In Haskell, the usage is, let's just say, unusual. :) Perhaps some technolinguist will have a good time studying it some day.
It would be good if Haskell libraries would separate the two issues, with whatever wording.
I wrote:
If we start throwing IO exceptions for common and minor occurrences like no readline history available, libraries like this become impossible to write in Haskell. And code that has already been written becomes unusable.
...situations that cannot be avoided by the programmer but must be handled. An approved method to handle these cases are 'try' constructs.
Approved? The question is: when is it appropriate to use this technique in Haskell? Every function that can return more than one possible value has "situations that must be handled", but usually we will not throw exceptions.
You know, in Haskell we do not need a built-in exception handling facility because we can handle it with the elements of the language. Returning an exceptional value or throwing an exception is the same. We can only hide the exception propagation by appropriate binding of actions.
Now if 'bracket' does not work for general MonadIO then it should be generalized.
'bracket', 'try', and 'catch' do need to be generalized. Realistically, that will not happen for a long time, if ever.
Why not? We could design standard IO functions with improved API, with exceptions explicitly declared in the type. (One could also get rid of 'hFunction' names and use module name qualification instead.) In the future, when it becomes more usual to install a custom set of packages from Hackage instead of installing a large set of base libraries, people can more easily decide to use this library instead of System.IO. I think ByteString was long awaited and thus was adopted quickly by many programmers. I hope this happens for other solutions, too.
The reality is that Haskell's IO exception facilities have some rough edges.

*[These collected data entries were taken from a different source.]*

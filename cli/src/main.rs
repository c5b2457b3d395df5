mod cli;

use anyhow::Result;
use clap::Parser;
use cli::{Cli, Commands, EntriesCommand};
use journalkeeper::api::ApiClient;
use journalkeeper::config::ClientConfig;
use journalkeeper::logger::Logger;
use journalkeeper::routes::Route;
use journalkeeper::thunks::Services;
use journalkeeper::views::{self, InquirePrompter};
use journalkeeper::{AppState, Store, storage};

#[tokio::main]
async fn main() -> Result<()> {
    env_logger::Builder::from_env(env_logger::Env::default().default_filter_or("warn")).init();
    let cli = Cli::parse();

    let config = ClientConfig::load(cli.api_url.as_deref())?;
    let tokens = storage::open(&config)?;
    let token = tokens.load().unwrap_or_else(|e| {
        log::warn!("could not read stored token: {:#}", e);
        None
    });
    log::debug!("api at {}, token present: {}", config.api_url, token.is_some());

    let services = Services::new(ApiClient::new(&config.api_url), tokens);
    let mut store = Store::new(AppState::with_token(token));

    let route = match cli.command {
        Commands::Signup => Route::SignUp,
        Commands::Signin => Route::SignIn,
        Commands::Signout => Route::SignOut,
        Commands::Profile => Route::Profile,
        Commands::Entries(EntriesCommand::List) => Route::Entries,
        Commands::Entries(EntriesCommand::Add) => Route::NewEntry,
        Commands::Entries(EntriesCommand::Edit { id }) => Route::EditEntry(id),
        Commands::Entries(EntriesCommand::Delete { id }) => Route::DeleteEntry(id),
        Commands::Status => {
            status(&store, &config);
            return Ok(());
        }
    };

    let result = views::visit(&mut store, &services, &mut InquirePrompter, route).await;
    views::flush_alerts(&mut store);
    result
}

fn status(store: &Store, config: &ClientConfig) {
    Logger::banner();
    Logger::info(format!("API: {}", Logger::highlight(&config.api_url)));
    if store.state().auth.has_token() {
        Logger::success("Signed in.");
    } else {
        Logger::warn("Not signed in. Run `journalkeeper signin`.");
    }
}
//! Defines the endpoint for recording a new expense.
use std::sync::{Arc, Mutex};

use axum::{
    extract::{FromRef, State},
    response::Response,
};
// Must use axum_extra's Form since that parses an empty string as None instead
// of crashing like axum::Form.
use axum_extra::extract::Form;
use rusqlite::Connection;
use serde::Deserialize;
use time::Date;

use crate::AppState;

use super::{
    core::{Category, NewExpense, create_expense},
    expenses_page::{Flash, redirect_with_flash},
};

/// The state needed to record an expense.
#[derive(Debug, Clone)]
pub struct CreateExpenseState {
    /// The database connection for managing expenses.
    pub db_connection: Arc<Mutex<Connection>>,
}

impl FromRef<AppState> for CreateExpenseState {
    fn from_ref(state: &AppState) -> Self {
        Self {
            db_connection: state.db_connection.clone(),
        }
    }
}

/// The form data for recording an expense.
#[derive(Debug, Deserialize)]
pub struct ExpenseForm {
    /// Text detailing the expense.
    pub descricao: String,
    /// The value of the expense in reais.
    pub valor: f64,
    /// Which category the expense belongs to.
    pub categoria: Category,
    /// The date when the money was spent.
    pub data: Date,
}

/// A route handler for recording a new expense; redirects back to the
/// expenses page with a confirmation on success.
///
/// # Panics
///
/// Panics if the lock for the database connection is already held by the same thread.
pub async fn create_expense_endpoint(
    State(state): State<CreateExpenseState>,
    Form(form): Form<ExpenseForm>,
) -> Response {
    let expense = NewExpense {
        descricao: form.descricao,
        valor: form.valor,
        categoria: form.categoria,
        data: form.data,
    };

    let connection = state.db_connection.lock().unwrap();

    if let Err(error) = create_expense(expense, &connection) {
        tracing::error!("Could not create expense: {error}");
        return error.into_alert_response();
    }

    redirect_with_flash(Flash::DespesaAdicionada)
}

#[cfg(test)]
mod tests {
    use std::sync::{Arc, Mutex};

    use axum::{body::Body, extract::State, http::Response};
    use axum_extra::extract::Form;
    use axum_htmx::HX_REDIRECT;
    use rusqlite::Connection;
    use time::macros::date;

    use crate::{
        db::initialize,
        expense::core::{Category, count_expenses, list_expenses},
    };

    use super::{CreateExpenseState, ExpenseForm, create_expense_endpoint};

    fn get_test_state() -> CreateExpenseState {
        let conn = Connection::open_in_memory().unwrap();
        initialize(&conn).unwrap();

        CreateExpenseState {
            db_connection: Arc::new(Mutex::new(conn)),
        }
    }

    #[tokio::test]
    async fn can_create_expense() {
        let state = get_test_state();

        let form = ExpenseForm {
            descricao: "Almoço".to_string(),
            valor: 15.5,
            categoria: Category::Alimentacao,
            data: date!(2024 - 01 - 10),
        };

        let response = create_expense_endpoint(State(state.clone()), Form(form)).await;

        assert_redirects_with_confirmation(response);

        // Verify the expense was actually created. The first row will have ID 1.
        let connection = state.db_connection.lock().unwrap();
        let expenses = list_expenses(&connection).unwrap();
        assert_eq!(expenses.len(), 1);
        assert_eq!(expenses[0].id, 1);
        assert_eq!(expenses[0].descricao, "Almoço");
        assert_eq!(expenses[0].valor, 15.5);
        assert_eq!(expenses[0].categoria, Category::Alimentacao);
        assert_eq!(expenses[0].data, date!(2024 - 01 - 10));
    }

    #[tokio::test]
    async fn empty_description_is_accepted() {
        let state = get_test_state();

        let form = ExpenseForm {
            descricao: String::new(),
            valor: 1.0,
            categoria: Category::Outros,
            data: date!(2024 - 01 - 10),
        };

        create_expense_endpoint(State(state.clone()), Form(form)).await;

        let connection = state.db_connection.lock().unwrap();
        assert_eq!(count_expenses(&connection).unwrap(), 1);
    }

    #[track_caller]
    fn assert_redirects_with_confirmation(response: Response<Body>) {
        let location = response
            .headers()
            .get(HX_REDIRECT)
            .expect("expected response to have the header hx-redirect");
        assert_eq!(
            location, "/despesas?sucesso=despesa-adicionada",
            "got redirect to {location:?}, want redirect to /despesas with the confirmation flash"
        );
    }
}
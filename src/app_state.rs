//! Implements a struct that holds the state of the web server.

use std::sync::{Arc, Mutex};

use rusqlite::Connection;

use crate::{Error, db::initialize};

/// The state of the web server.
#[derive(Debug, Clone)]
pub struct AppState {
    /// The database connection
    pub db_connection: Arc<Mutex<Connection>>,
}

impl AppState {
    /// Create a new [AppState] with a SQLite database connection.
    ///
    /// This function will initialize the database by adding the `despesas`
    /// table if it does not exist yet.
    ///
    /// # Errors
    /// Returns an error if the database cannot be initialized.
    pub fn new(db_connection: Connection) -> Result<Self, Error> {
        initialize(&db_connection)?;

        Ok(Self {
            db_connection: Arc::new(Mutex::new(db_connection)),
        })
    }
}
//! The shared page shell, style constants and formatting helpers.

use maud::{DOCTYPE, Markup, PreEscaped, html};

use std::sync::OnceLock;

use numfmt::{Formatter, Precision};

// Link styles
pub const LINK_STYLE: &str = "text-blue-600 hover:text-blue-500 \
    dark:text-blue-500 dark:hover:text-blue-400 underline";

// Button styles
pub const BUTTON_PRIMARY_STYLE: &str = "w-full px-4 py-2 bg-blue-500
    dark:bg-blue-600 disabled:bg-blue-700 hover:enabled:bg-blue-600 \
    hover:enabled:dark:bg-blue-700 text-white rounded";

pub const BUTTON_DELETE_STYLE: &str = "text-red-600 hover:text-red-500 \
    dark:text-red-500 dark:hover:text-red-400 underline bg-transparent \
    border-none cursor-pointer";

// Form styles
pub const FORM_LABEL_STYLE: &str = "block mb-2 text-sm font-medium text-gray-900 dark:text-white";
pub const FORM_TEXT_INPUT_STYLE: &str = "block w-full p-2.5 rounded text-sm \
    text-gray-900 dark:text-white disabled:text-gray-500 bg-gray-50 \
    dark:bg-gray-700 border border-gray-300 dark:border-gray-600 \
    dark:placeholder-gray-400 focus:ring-blue-600 focus:border-blue-600 \
    focus:dark:border-blue-500 focus:dark:ring-blue-500";

// Table styles
pub const TABLE_HEADER_STYLE: &str = "text-xs text-gray-700 uppercase \
    bg-gray-50 dark:bg-gray-700 dark:text-gray-400";

pub const TABLE_ROW_STYLE: &str = "bg-white border-b dark:bg-gray-800 dark:border-gray-700";

pub const TABLE_CELL_STYLE: &str = "px-6 py-4";

// Page container
pub const PAGE_CONTAINER_STYLE: &str =
    "flex flex-col items-center px-6 py-8 mx-auto lg:py-5 text-gray-900 dark:text-white";

pub enum HeadElement {
    /// JavaScript source code.
    ScriptSource(PreEscaped<String>),
    Style(PreEscaped<String>),
}

pub fn base(title: &str, head_elements: &[HeadElement], content: &Markup) -> Markup {
    html! {
        (DOCTYPE)
        html lang="pt-BR"
        {
            head
            {
                meta charset="UTF-8";
                meta name="viewport" content="width=device-width, initial-scale=1.0";
                title { (title) " - Controle de Despesas" }

                script src="https://cdn.tailwindcss.com" {}
                script src="https://unpkg.com/htmx.org@2.0.8" {}
                script src="https://cdn.jsdelivr.net/npm/echarts@5.5.1/dist/echarts.min.js" {}

                style
                {
                    r#"
                    /* Keep chart tooltips above page content. */
                    .echarts-tooltip {
                        z-index: 30 !important;
                    }
                    "#
                }

                @for element in head_elements
                {
                    @match element
                    {
                        HeadElement::ScriptSource(text) => script { (text) }
                        HeadElement::Style(text) => style { (text) }
                    }
                }
            }

            body
                class="container max-w-full min-h-screen bg-gray-50 dark:bg-gray-900"
            {
                (content)
            }
        }
    }
}

pub fn error_view(title: &str, header: &str, description: &str, fix: &str) -> Markup {
    // Template adapted from https://flowbite.com/blocks/marketing/404/
    let content = html!(
        section class="bg-white dark:bg-gray-900"
        {
            div class="py-8 px-4 mx-auto max-w-screen-xl lg:py-16 lg:px-6"
            {
                div class="mx-auto max-w-screen-sm text-center"
                {
                    h1
                        class="mb-4 text-7xl tracking-tight font-extrabold
                            lg:text-9xl text-blue-600 dark:text-blue-500"
                    {
                        (header)
                    }

                    p
                        class="mb-4 text-3xl md:text-4xl tracking-tight
                            font-bold text-gray-900 dark:text-white"
                    {
                        (description)
                    }

                    p
                        class="mb-4 text-1xl md:text-2xl tracking-tight
                            text-gray-900 dark:text-white"
                    {
                        (fix)
                    }

                    a
                        href="/"
                        class="inline-flex text-white bg-blue-600
                            hover:bg-blue-800 focus:ring-4 focus:outline-hidden
                            focus:ring-blue-300 font-medium rounded text-sm px-5
                            py-2.5 text-center dark:focus:ring-blue-900 my-4"
                    {
                        "Voltar para a página inicial"
                    }
                }
            }
        }
    );

    base(title, &[], &content)
}

/// Returns the CSS styles for adding an "R$" prefix to number inputs.
/// Used for the currency input field in the add form.
pub fn currency_input_styles() -> HeadElement {
    HeadElement::Style(PreEscaped(
        r#"
        .input-wrapper {
            position: relative;
            display: inline-block;
            width: 100%;
        }
        .input-wrapper input[type="number"] {
            padding-left: 2.2rem;
        }
        .input-wrapper::before {
            content: 'R$';
            position: absolute;
            left: 0.6rem;
            top: 50%;
            transform: translateY(-50%);
            pointer-events: none;
        }
        "#
        .to_owned(),
    ))
}

pub fn format_currency(number: f64) -> String {
    static POSITIVE_FMT: OnceLock<Formatter> = OnceLock::new();

    let positive_fmt = POSITIVE_FMT.get_or_init(|| {
        Formatter::currency("R$")
            .unwrap()
            .precision(Precision::Decimals(2))
    });

    static NEGATIVE_FMT: OnceLock<Formatter> = OnceLock::new();

    let negative_fmt = NEGATIVE_FMT.get_or_init(|| {
        Formatter::currency("-R$")
            .unwrap()
            .precision(Precision::Decimals(2))
    });

    let mut formatted_string = if number < 0.0 {
        negative_fmt.fmt_string(number.abs())
    } else if number > 0.0 {
        positive_fmt.fmt_string(number)
    } else {
        // Zero is hardcoded as "0", so we must specify the formatted string for zero
        "R$0.00".to_owned()
    };

    // numfmt omits the last trailing zero, so we must add it ourselves
    // For example, "12.30" is rendered as "12.3" so we append "0".
    if formatted_string.as_bytes()[formatted_string.len() - 3] != b'.' {
        formatted_string = format!("{formatted_string}0");
    }

    formatted_string
}
//! Despesas is a web app for tracking personal expenses.
//!
//! This library provides an HTTP server that directly serves HTML pages:
//! a form for recording expenses, a table of what was spent, a per-category
//! summary chart and a CSV download of the current records.

#![warn(missing_docs)]

use std::{net::SocketAddr, time::Duration};

use axum::{
    http::StatusCode,
    response::{IntoResponse, Response},
};
use axum_server::Handle;
use tokio::signal;

mod alert;
mod app_state;
mod db;
mod endpoints;
mod expense;
mod html;
mod internal_server_error;
mod not_found;
mod routing;

pub use app_state::AppState;
pub use db::initialize as initialize_db;
pub use routing::build_router;

use crate::{
    alert::Alert,
    internal_server_error::{InternalServerErrorPage, render_internal_server_error},
    not_found::get_404_not_found_response,
};

/// An async task that waits for either the ctrl+c or terminate signal, whichever comes first, and
/// then signals the server to shut down gracefully.
///
/// `handle` is a handle to an Axum `Server`.
pub async fn graceful_shutdown(handle: Handle<SocketAddr>) {
    let ctrl_c = async {
        signal::ctrl_c()
            .await
            .expect("failed to install Ctrl+C handler");
    };

    #[cfg(unix)]
    let terminate = async {
        signal::unix::signal(signal::unix::SignalKind::terminate())
            .expect("failed to install signal handler")
            .recv()
            .await;
    };

    #[cfg(not(unix))]
    let terminate = std::future::pending::<()>();

    tokio::select! {
        _ = ctrl_c => {
            tracing::debug!("Received ctrl+c signal.");
            handle.graceful_shutdown(Some(Duration::from_secs(1)));
        },
        _ = terminate => {
            tracing::debug!("Received terminate signal.");
            handle.graceful_shutdown(Some(Duration::from_secs(1)));
        },
    }
}

/// The errors that may occur in the application.
#[derive(Debug, thiserror::Error, PartialEq)]
pub enum Error {
    /// The requested resource was not found.
    ///
    /// Internally, this error may occur when a query returns no rows.
    #[error("the requested resource could not be found")]
    NotFound,

    /// An unhandled/unexpected SQL error.
    #[error("an unexpected SQL error occurred: {0}")]
    SqlError(rusqlite::Error),

    /// Could not acquire the database lock
    #[error("could not acquire the database lock")]
    DatabaseLockError,

    /// A date could not be rendered in the dd/mm/yyyy storage format.
    #[error("could not format date: {0}")]
    InvalidDateFormat(String),

    /// The CSV writer failed while building the export payload.
    #[error("could not write CSV export: {0}")]
    CsvExport(String),
}

impl From<rusqlite::Error> for Error {
    fn from(value: rusqlite::Error) -> Self {
        match value {
            rusqlite::Error::QueryReturnedNoRows => Error::NotFound,
            error => {
                tracing::error!("an unhandled SQL error occurred: {}", error);
                Error::SqlError(error)
            }
        }
    }
}

impl IntoResponse for Error {
    fn into_response(self) -> Response {
        match self {
            Error::NotFound => get_404_not_found_response(),
            Error::DatabaseLockError => render_internal_server_error(Default::default()),
            // Any errors that are not handled above are not intended to be shown to the client.
            error => {
                tracing::error!("An unexpected error occurred: {}", error);
                render_internal_server_error(InternalServerErrorPage::default())
            }
        }
    }
}

impl Error {
    /// An inline error alert for endpoints driven by htmx.
    pub(crate) fn into_alert_response(self) -> Response {
        (
            StatusCode::INTERNAL_SERVER_ERROR,
            Alert::error(
                "Algo deu errado",
                "Ocorreu um erro inesperado, verifique os logs do servidor.",
            )
            .into_html(),
        )
            .into_response()
    }
}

I remember that I read somewhere that the Haskell veterans regret to having put so much things into IO, whenever they didn't know where to place them correctly. Exceptions are one such thing. Manipulating array in-place is another example. Putting 'fail' method into the Monad class is also acknowledged as a misconception today, and (I hope) most people agree, that there should be a separate class MonadError. Solutions already exist. STArray monad and runST can replace IOArray and unsafePerformIO in a safe way. Control.Monad.Error (which should be called Control.Monad.Exception with a distinct type for exceptions instead of Either) with ErrorT already allows to express in a type safe way what exceptions an action can throw. Maybe one day we succeed keeping exceptions completely out of IO and have them implemented by ErrorT/ExceptionT.